Sunday, June 1, 2014

Eades on Big Fat Surprise, 3

The story of how these scientists, using Keys’ bogus data from Crete (which in and of itself is a unbelievable story), teamed up with what amounted to a PR firm for the olive oil industry to seduce scores of American scientists and food writers is one of more fascinating parts of BFS. It was a perfect storm. The scientists and food writers were ripe to be lured into spending time on the Mediterranean coast, imbibing wine and eating the food. These all expense paid trips were ostensibly medical conferences, but in reality, they were marketing ploys. Food writers and journalists were looking for something new and exciting to write about. The masses, wearied of their tasteless low-fat fare, were ready to start adding fat back into their diets, even if it was in the form of olive oil. And the olive oil industry was more than ready to oblige. And to fund.

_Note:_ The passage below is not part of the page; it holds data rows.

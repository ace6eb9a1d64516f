use std::{
    fmt::Write as _,
    fs::File,
    io::{BufRead, BufReader, BufWriter, Write},
    path::Path,
};

use crate::transforms::Transform4x4;

/// Number of whitespace separated tokens in a trajectory line: the frame index and the 16
/// matrix entries.
pub const TOKENS_PER_LINE: usize = 17;

/// Error types for the trajectory module.
#[derive(Debug, thiserror::Error)]
pub enum TrajectoryError {
    /// Error reading or writing the trajectory
    #[error("error reading or writing trajectory")]
    Io(#[from] std::io::Error),

    /// Error parsing a trajectory line
    #[error("Parse error at line {line}: {message}")]
    Parse {
        /// One-based line number.
        line: usize,
        /// Description of the problem.
        message: String,
    },
}

/// Format a single trajectory line, including the trailing newline.
///
/// The line holds the frame index followed by the 16 matrix entries in row-major order,
/// separated by single spaces. Values use the shortest decimal representation that parses
/// back to the same `f64`, always with a fractional part or an exponent (`1.0`, `-0.5`,
/// `1e-7`).
pub fn format_trajectory_line(frame_index: usize, transform: &Transform4x4) -> String {
    let mut line = String::with_capacity(16 * 20);
    // writing into a String cannot fail
    let _ = write!(line, "{frame_index}");
    for value in transform.row_major() {
        let _ = write!(line, " {value:?}");
    }
    line.push('\n');
    line
}

/// Writes camera-to-world transforms as a keyframe trajectory, one line per frame.
///
/// Lines are written in the order they are given; the writer does not sort. Each line is
/// assembled in memory, written with a single call and flushed, so a reader never observes a
/// partial line.
pub struct TrajectoryWriter<W: Write> {
    writer: W,
    num_lines: usize,
}

impl<W: Write> TrajectoryWriter<W> {
    /// Create a trajectory writer on top of the given destination.
    pub fn new(writer: W) -> Self {
        Self {
            writer,
            num_lines: 0,
        }
    }

    /// Write the line of a single frame.
    pub fn write_frame(
        &mut self,
        frame_index: usize,
        transform: &Transform4x4,
    ) -> Result<(), TrajectoryError> {
        let line = format_trajectory_line(frame_index, transform);
        self.writer.write_all(line.as_bytes())?;
        self.writer.flush()?;
        self.num_lines += 1;
        Ok(())
    }

    /// Write all the frames of an ordered sequence.
    pub fn write_all<'a, I>(&mut self, frames: I) -> Result<(), TrajectoryError>
    where
        I: IntoIterator<Item = (usize, &'a Transform4x4)>,
    {
        for (frame_index, transform) in frames {
            self.write_frame(frame_index, transform)?;
        }
        Ok(())
    }

    /// Number of lines written so far.
    #[inline]
    pub fn num_lines(&self) -> usize {
        self.num_lines
    }

    /// Flush and return the underlying destination.
    pub fn finish(mut self) -> Result<W, TrajectoryError> {
        self.writer.flush()?;
        Ok(self.writer)
    }
}

/// Write a trajectory file.
///
/// The lines are written to a temporary file next to `path` which is moved into place once
/// every line has been written, so `path` either holds the complete trajectory or is left
/// untouched.
///
/// # Arguments
///
/// * `path` - The destination path of the trajectory file.
/// * `frames` - The frames as `(frame index, transform)` pairs, in output order.
pub fn write_trajectory_file(
    path: impl AsRef<Path>,
    frames: &[(usize, Transform4x4)],
) -> Result<(), TrajectoryError> {
    let path = path.as_ref();
    let parent = match path.parent() {
        Some(parent) if !parent.as_os_str().is_empty() => parent,
        _ => Path::new("."),
    };

    let tmp_file = tempfile::NamedTempFile::new_in(parent)?;
    let mut writer = TrajectoryWriter::new(BufWriter::new(tmp_file));
    writer.write_all(frames.iter().map(|(i, t)| (*i, t)))?;

    let tmp_file = writer
        .finish()?
        .into_inner()
        .map_err(|e| TrajectoryError::Io(e.into_error()))?;
    tmp_file.persist(path).map_err(|e| e.error)?;

    log::debug!("wrote {} trajectory lines to {}", frames.len(), path.display());

    Ok(())
}

fn parse_trajectory_line(
    line_number: usize,
    line: &str,
) -> Result<(usize, Transform4x4), TrajectoryError> {
    let parts = line.split_whitespace().collect::<Vec<_>>();
    if parts.len() != TOKENS_PER_LINE {
        return Err(TrajectoryError::Parse {
            line: line_number,
            message: format!(
                "expected {} tokens, got {}",
                TOKENS_PER_LINE,
                parts.len()
            ),
        });
    }

    let frame_index = parts[0]
        .parse::<usize>()
        .map_err(|e| TrajectoryError::Parse {
            line: line_number,
            message: format!("{}: {}", parts[0], e),
        })?;

    let mut values = [0.0; 16];
    for (value, token) in values.iter_mut().zip(&parts[1..]) {
        *value = token.parse::<f64>().map_err(|e| TrajectoryError::Parse {
            line: line_number,
            message: format!("{}: {}", token, e),
        })?;
    }

    Ok((frame_index, Transform4x4::from_row_major(&values)))
}

/// Read a trajectory file written by [`write_trajectory_file`].
///
/// Empty lines are skipped. Every other line must hold exactly [`TOKENS_PER_LINE`] tokens.
pub fn read_trajectory_file(
    path: impl AsRef<Path>,
) -> Result<Vec<(usize, Transform4x4)>, TrajectoryError> {
    let file = File::open(path)?;
    let reader = BufReader::new(file);

    reader
        .lines()
        .enumerate()
        .filter_map(|(i, line)| match line {
            Ok(line) if line.trim().is_empty() => None,
            Ok(line) => Some(parse_trajectory_line(i + 1, &line)),
            Err(e) => Some(Err(e.into())),
        })
        .collect()
}

#[cfg(test)]
mod tests {
    use super::*;
    use crate::transforms::quaternion_to_rotation_matrix;
    use approx::assert_relative_eq;

    fn identity_with_translation(t: [f64; 3]) -> Transform4x4 {
        let r = quaternion_to_rotation_matrix(&[1.0, 0.0, 0.0, 0.0]);
        Transform4x4::from_rotation_translation(&r, &t)
    }

    #[test]
    fn test_trajectory_format() -> Result<(), TrajectoryError> {
        let mut writer = TrajectoryWriter::new(Vec::new());
        writer.write_frame(0, &Transform4x4::IDENTITY)?;
        writer.write_frame(1, &identity_with_translation([1.0, 2.0, 3.0]))?;
        assert_eq!(writer.num_lines(), 2);

        let output = String::from_utf8(writer.finish()?).expect("utf8 output");
        assert_eq!(
            output,
            "0 1.0 0.0 0.0 0.0 0.0 1.0 0.0 0.0 0.0 0.0 1.0 0.0 0.0 0.0 0.0 1.0\n\
             1 1.0 0.0 0.0 1.0 0.0 1.0 0.0 2.0 0.0 0.0 1.0 3.0 0.0 0.0 0.0 1.0\n"
        );
        Ok(())
    }

    #[test]
    fn test_writer_keeps_given_order() -> Result<(), TrajectoryError> {
        let mut writer = TrajectoryWriter::new(Vec::new());
        let a = identity_with_translation([5.0, 0.0, 0.0]);
        let b = identity_with_translation([6.0, 0.0, 0.0]);
        writer.write_all([(3, &a), (1, &b)])?;

        let output = String::from_utf8(writer.finish()?).expect("utf8 output");
        let indices = output
            .lines()
            .map(|l| l.split(' ').next().unwrap_or_default())
            .collect::<Vec<_>>();
        assert_eq!(indices, vec!["3", "1"]);
        Ok(())
    }

    #[test]
    fn test_line_token_count_and_precision() {
        let r = quaternion_to_rotation_matrix(&[0.9238795325112867, 0.0, 0.3826834323650898, 0.0]);
        let t = Transform4x4::from_rotation_translation(&r, &[1e-7, -123456.789, 0.1]);
        let line = format_trajectory_line(42, &t);

        assert!(line.ends_with('\n'));
        assert!(!line.ends_with("\n\n"));
        let tokens = line.split(' ').collect::<Vec<_>>();
        assert_eq!(tokens.len(), TOKENS_PER_LINE);
        assert_eq!(tokens[0], "42");

        // shortest round-trip representation
        let values = tokens[1..]
            .iter()
            .map(|s| s.trim().parse::<f64>())
            .collect::<Result<Vec<_>, _>>()
            .expect("numeric tokens");
        assert_eq!(values.as_slice(), t.row_major().as_slice());
    }

    #[test]
    fn test_write_read_trajectory_file() -> Result<(), Box<dyn std::error::Error>> {
        let tmp_dir = tempfile::tempdir()?;
        let path = tmp_dir.path().join("KeyFrameTrajectory2.txt");

        let frames = vec![
            (0, Transform4x4::IDENTITY),
            (1, identity_with_translation([1.0, 2.0, 3.0])),
        ];
        write_trajectory_file(&path, &frames)?;

        let read_back = read_trajectory_file(&path)?;
        assert_eq!(read_back.len(), 2);
        for ((i, expected), (j, actual)) in frames.iter().zip(read_back.iter()) {
            assert_eq!(i, j);
            for (a, b) in expected.row_major().iter().zip(actual.row_major().iter()) {
                assert_relative_eq!(a, b);
            }
        }

        // only the trajectory remains in the directory
        assert_eq!(std::fs::read_dir(tmp_dir.path())?.count(), 1);
        Ok(())
    }

    #[test]
    fn test_read_rejects_short_line() -> Result<(), Box<dyn std::error::Error>> {
        let tmp_dir = tempfile::tempdir()?;
        let path = tmp_dir.path().join("bad.txt");
        std::fs::write(&path, "0 1.0 0.0\n")?;

        match read_trajectory_file(&path) {
            Err(TrajectoryError::Parse { line, .. }) => assert_eq!(line, 1),
            other => panic!("unexpected result: {other:?}"),
        }
        Ok(())
    }

    #[test]
    fn test_write_to_missing_directory_fails() {
        let path = Path::new("/nonexistent-geoprep-dir/trajectory.txt");
        let result = write_trajectory_file(path, &[(0, Transform4x4::IDENTITY)]);
        assert!(matches!(result, Err(TrajectoryError::Io(_))));
    }
}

A handful of researchers started working on studies of the Mediterranean Diet, but there really wasn’t a Mediterranean Diet. There were a lot of people around the Mediterranean eating diverse diets, but no single Mediterranean Diet. So each research group basically created its own idea of the Mediterranean Diet and studied it.
To say you will be surprised to learn not only the structures of these various Mediterranean Diets but the outcome of the studies is a vast understatement.
I’m forever being accosted at parties and other events with questions about diet. When I explain what I do, I can’t tell you how many people then tell me they eat a Mediterranean Diet or that their doctor put them on a Mediterranean Diet. Even doctors believe the Mediterranean diet is the one diet that has stood the test of vigorous scientific investigation.